Collected data entries:
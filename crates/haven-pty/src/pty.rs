use std::io::{Read, Write};
use std::path::Path;

use portable_pty::{native_pty_system, Child, CommandBuilder, MasterPty, PtySize};

/// Errors from PTY operations.
#[derive(Debug, thiserror::Error)]
pub enum PtyError {
    #[error("PTY spawn failed: {0}")]
    SpawnFailed(String),
    #[error("PTY I/O error: {0}")]
    IoError(#[from] std::io::Error),
    #[error("PTY resize failed: {0}")]
    ResizeFailed(String),
}

/// Owns a portable-pty child process, master pair, reader, and writer.
///
/// Dropping the handle kills and reaps the child if it is still running.
pub struct PtyHandle {
    master: Box<dyn MasterPty + Send>,
    reader: Option<Box<dyn Read + Send>>,
    writer: Box<dyn Write + Send>,
    child: Box<dyn Child + Send + Sync>,
}

impl PtyHandle {
    /// Spawn `shell` on a new PTY with the given dimensions.
    ///
    /// The child always sees a color-capable terminal type. `cwd` falls back
    /// to the user's home directory when `None`.
    pub fn spawn(shell: &str, cols: u16, rows: u16, cwd: Option<&Path>) -> Result<Self, PtyError> {
        let pty_system = native_pty_system();

        let pair = pty_system
            .openpty(PtySize {
                rows,
                cols,
                pixel_width: 0,
                pixel_height: 0,
            })
            .map_err(|e| PtyError::SpawnFailed(format!("failed to open PTY: {e}")))?;

        let mut cmd = CommandBuilder::new(shell);
        cmd.env("TERM", "xterm-256color");
        cmd.env("COLORTERM", "truecolor");
        match cwd {
            Some(dir) => cmd.cwd(dir),
            None => {
                if let Some(home) = dirs::home_dir() {
                    cmd.cwd(home);
                }
            }
        }

        let child = pair
            .slave
            .spawn_command(cmd)
            .map_err(|e| PtyError::SpawnFailed(format!("failed to spawn {shell}: {e}")))?;

        // The slave end must not outlive the spawn, otherwise the reader
        // never sees EOF when the child exits.
        drop(pair.slave);

        let reader = pair
            .master
            .try_clone_reader()
            .map_err(|e| PtyError::SpawnFailed(format!("failed to clone reader: {e}")))?;

        let writer = pair
            .master
            .take_writer()
            .map_err(|e| PtyError::SpawnFailed(format!("failed to take writer: {e}")))?;

        Ok(Self {
            master: pair.master,
            reader: Some(reader),
            writer,
            child,
        })
    }

    /// Resize the PTY to new dimensions.
    pub fn resize(&self, cols: u16, rows: u16) -> Result<(), PtyError> {
        self.master
            .resize(PtySize {
                rows,
                cols,
                pixel_width: 0,
                pixel_height: 0,
            })
            .map_err(|e| PtyError::ResizeFailed(format!("{e}")))
    }

    /// Write bytes to the PTY master (user input -> shell).
    pub fn write(&mut self, data: &[u8]) -> Result<(), PtyError> {
        self.writer.write_all(data)?;
        self.writer.flush()?;
        Ok(())
    }

    /// Hand the PTY reader to a dedicated I/O thread.
    ///
    /// Returns `None` if the reader was already taken.
    pub fn take_reader(&mut self) -> Option<Box<dyn Read + Send>> {
        self.reader.take()
    }

    /// OS process id of the child, if the platform exposes one.
    pub fn process_id(&self) -> Option<u32> {
        self.child.process_id()
    }

    /// Check if the child process is still alive.
    pub fn is_alive(&mut self) -> bool {
        self.try_wait().is_none()
    }

    /// Get the child process exit status if it has exited.
    ///
    /// Returns `None` if the process is still running.
    pub fn try_wait(&mut self) -> Option<u32> {
        match self.child.try_wait() {
            Ok(Some(status)) => Some(status.exit_code()),
            _ => None,
        }
    }

    /// Kill the child if it is still running and wait for it to be reaped.
    ///
    /// Returns the exit code when one could be collected.
    pub fn terminate(&mut self) -> Option<u32> {
        if let Some(code) = self.try_wait() {
            return Some(code);
        }

        if let Err(e) = self.child.kill() {
            log::debug!("kill failed (child may have exited already): {e}");
        }

        match self.child.wait() {
            Ok(status) => Some(status.exit_code()),
            Err(e) => {
                log::warn!("failed to reap PTY child: {e}");
                None
            }
        }
    }
}

impl Drop for PtyHandle {
    fn drop(&mut self) {
        if self.is_alive() {
            self.terminate();
        }
    }
}

/// Resolve the shell to launch when the caller did not pick one.
///
/// Prefers `$SHELL`, then the platform default.
pub fn default_shell() -> String {
    if cfg!(windows) {
        return "powershell.exe".to_string();
    }
    std::env::var("SHELL")
        .ok()
        .filter(|s| !s.is_empty())
        .unwrap_or_else(|| "/bin/sh".to_string())
}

__Aim of the exercise__
If a line above holds the string "CommandBuilder", copy it out.

__Solved problem__
use portable_pty::{native_pty_system, Child, CommandBuilder, MasterPty, PtySize};
        let mut cmd = CommandBuilder::new(shell);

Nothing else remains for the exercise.